Aku menatap gadis penyihir itu tajam. “Kau yang memulai semua masalah ini, Lynn.”
Gadis dengan pakaian maid itu tertawa lepas. “Ahahaha ... maaf.”
“Sudahlah, sekarang kita harus bagaimana?” tanyaku kepada kedua rekanku itu.
Amanda hanya mengangkat bahu seraya melirik Lynn. Aku tahu gadis itu sangat kesal dengan gadis penyihir satu ini.
“Kita tunggu saja langkah Hellga selanjutnya,” usul Lynn.

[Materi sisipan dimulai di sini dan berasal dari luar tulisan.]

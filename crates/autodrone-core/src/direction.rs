//! Headings and relative directions on the grid.
//!
//! The grid origin `(0, 0)` is the top-left corner; `+x` is east and
//! `+y` is south. All rotation tables are fixed and total, so heading
//! arithmetic can never fail.

use std::fmt;

use serde::{Deserialize, Serialize};

/// An absolute heading of the drone.
#[derive(Clone, Copy, Debug, PartialEq, Eq, Hash, Serialize, Deserialize)]
#[serde(rename_all = "lowercase")]
pub enum Facing {
    /// Toward `-y` (up the grid).
    North,
    /// Toward `+x`.
    East,
    /// Toward `+y` (down the grid).
    South,
    /// Toward `-x`.
    West,
}

impl Facing {
    /// Heading after a 90° left turn: N→W, W→S, S→E, E→N.
    pub fn turned_left(self) -> Facing {
        match self {
            Facing::North => Facing::West,
            Facing::West => Facing::South,
            Facing::South => Facing::East,
            Facing::East => Facing::North,
        }
    }

    /// Heading after a 90° right turn: N→E, E→S, S→W, W→N.
    pub fn turned_right(self) -> Facing {
        match self {
            Facing::North => Facing::East,
            Facing::East => Facing::South,
            Facing::South => Facing::West,
            Facing::West => Facing::North,
        }
    }

    /// Heading after a 180° turn — two right turns.
    pub fn reversed(self) -> Facing {
        self.turned_right().turned_right()
    }

    /// Unit grid offset `(dx, dy)` for one step along this heading.
    pub fn offset(self) -> (i32, i32) {
        match self {
            Facing::North => (0, -1),
            Facing::East => (1, 0),
            Facing::South => (0, 1),
            Facing::West => (-1, 0),
        }
    }

    /// Lowercase name, as exposed to scripts via the `facing` identifier.
    pub fn name(self) -> &'static str {
        match self {
            Facing::North => "north",
            Facing::East => "east",
            Facing::South => "south",
            Facing::West => "west",
        }
    }
}

impl fmt::Display for Facing {
    fn fmt(&self, f: &mut fmt::Formatter<'_>) -> fmt::Result {
        f.write_str(self.name())
    }
}

/// A movement direction relative to the drone's current heading.
///
/// `Left` and `Right` are strafing moves: they translate the drone
/// without changing its heading.
#[derive(Clone, Copy, Debug, PartialEq, Eq, Hash)]
pub enum RelDir {
    /// Along the current heading.
    Forward,
    /// Opposite the current heading.
    Back,
    /// 90° left of the current heading.
    Left,
    /// 90° right of the current heading.
    Right,
}

impl RelDir {
    /// Resolve to an absolute heading given the drone's current one.
    pub fn resolve(self, facing: Facing) -> Facing {
        match self {
            RelDir::Forward => facing,
            RelDir::Back => facing.reversed(),
            RelDir::Left => facing.turned_left(),
            RelDir::Right => facing.turned_right(),
        }
    }

    /// Lowercase name used in action events and logs.
    pub fn name(self) -> &'static str {
        match self {
            RelDir::Forward => "forward",
            RelDir::Back => "back",
            RelDir::Left => "left",
            RelDir::Right => "right",
        }
    }
}

impl fmt::Display for RelDir {
    fn fmt(&self, f: &mut fmt::Formatter<'_>) -> fmt::Result {
        f.write_str(self.name())
    }
}

/// A turn direction.
#[derive(Clone, Copy, Debug, PartialEq, Eq, Hash)]
pub enum TurnDir {
    /// Counter-clockwise 90°.
    Left,
    /// Clockwise 90°.
    Right,
}

impl TurnDir {
    /// Apply this turn to a heading.
    pub fn apply(self, facing: Facing) -> Facing {
        match self {
            TurnDir::Left => facing.turned_left(),
            TurnDir::Right => facing.turned_right(),
        }
    }

    /// Lowercase name used in action events and logs.
    pub fn name(self) -> &'static str {
        match self {
            TurnDir::Left => "left",
            TurnDir::Right => "right",
        }
    }
}

impl fmt::Display for TurnDir {
    fn fmt(&self, f: &mut fmt::Formatter<'_>) -> fmt::Result {
        f.write_str(self.name())
    }
}

/// Direction of a sensor scan relative to the drone's heading.
///
/// There is no backward scan; the drone's sensor array only covers the
/// forward 180° arc.
#[derive(Clone, Copy, Debug, PartialEq, Eq, Hash)]
pub enum ScanDir {
    /// The tile directly ahead.
    Forward,
    /// The tile 90° left.
    Left,
    /// The tile 90° right.
    Right,
}

impl ScanDir {
    /// Resolve to an absolute heading given the drone's current one.
    pub fn resolve(self, facing: Facing) -> Facing {
        match self {
            ScanDir::Forward => facing,
            ScanDir::Left => facing.turned_left(),
            ScanDir::Right => facing.turned_right(),
        }
    }
}

#[cfg(test)]
mod tests {
    use super::*;
    use proptest::prelude::*;

    #[test]
    fn test_left_rotation_table() {
        assert_eq!(Facing::North.turned_left(), Facing::West);
        assert_eq!(Facing::West.turned_left(), Facing::South);
        assert_eq!(Facing::South.turned_left(), Facing::East);
        assert_eq!(Facing::East.turned_left(), Facing::North);
    }

    #[test]
    fn test_right_rotation_table() {
        assert_eq!(Facing::North.turned_right(), Facing::East);
        assert_eq!(Facing::East.turned_right(), Facing::South);
        assert_eq!(Facing::South.turned_right(), Facing::West);
        assert_eq!(Facing::West.turned_right(), Facing::North);
    }

    #[test]
    fn test_reversed_is_two_rights() {
        for f in [Facing::North, Facing::East, Facing::South, Facing::West] {
            assert_eq!(f.reversed(), f.turned_right().turned_right());
        }
    }

    #[test]
    fn test_rel_dir_resolution() {
        assert_eq!(RelDir::Forward.resolve(Facing::East), Facing::East);
        assert_eq!(RelDir::Back.resolve(Facing::East), Facing::West);
        assert_eq!(RelDir::Left.resolve(Facing::East), Facing::North);
        assert_eq!(RelDir::Right.resolve(Facing::East), Facing::South);
    }

    #[test]
    fn test_offsets_are_unit_steps() {
        for f in [Facing::North, Facing::East, Facing::South, Facing::West] {
            let (dx, dy) = f.offset();
            assert_eq!(dx.abs() + dy.abs(), 1);
        }
    }

    fn arb_facing() -> impl Strategy<Value = Facing> {
        prop_oneof![
            Just(Facing::North),
            Just(Facing::East),
            Just(Facing::South),
            Just(Facing::West),
        ]
    }

    proptest! {
        #[test]
        fn left_then_right_is_identity(f in arb_facing()) {
            prop_assert_eq!(f.turned_left().turned_right(), f);
            prop_assert_eq!(f.turned_right().turned_left(), f);
        }

        #[test]
        fn four_turns_are_identity(f in arb_facing()) {
            let mut g = f;
            for _ in 0..4 {
                g = g.turned_left();
            }
            prop_assert_eq!(g, f);
        }

        #[test]
        fn reversed_offset_is_negated(f in arb_facing()) {
            let (dx, dy) = f.offset();
            let (rx, ry) = f.reversed().offset();
            prop_assert_eq!((rx, ry), (-dx, -dy));
        }
    }
}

Aku berpikikir sejenak, sepertinya gadis itu ada benarnya juga. Akhirnya kami bertiga mengangguk sepakat.
***
Malam harinya, aku berhenti di depan pintu kamar Hellga. Ingin rasanya aku mengetuk pintu itu, mendengar suara lembutnya. Tapi, perintahnya tadi pagi membuatku mengurungkan niat. Ya ampun, kenapa aku diuji dengan cara ini? Apapun akan kukorbankan asalkan aku bisa selalu dekat dengan gadisku. Tapi sekarang, aku malah dipaksa untuk menjauhinya. Apa aku melakukan kesalahan besar hingga gadis itu enggan melihat wajahku lagi? Oke, mungkin dia melihat caraku menarik intisari. Tapi ini semua ulah si penyihir licik itu, kenapa aku juga kena imbasnya?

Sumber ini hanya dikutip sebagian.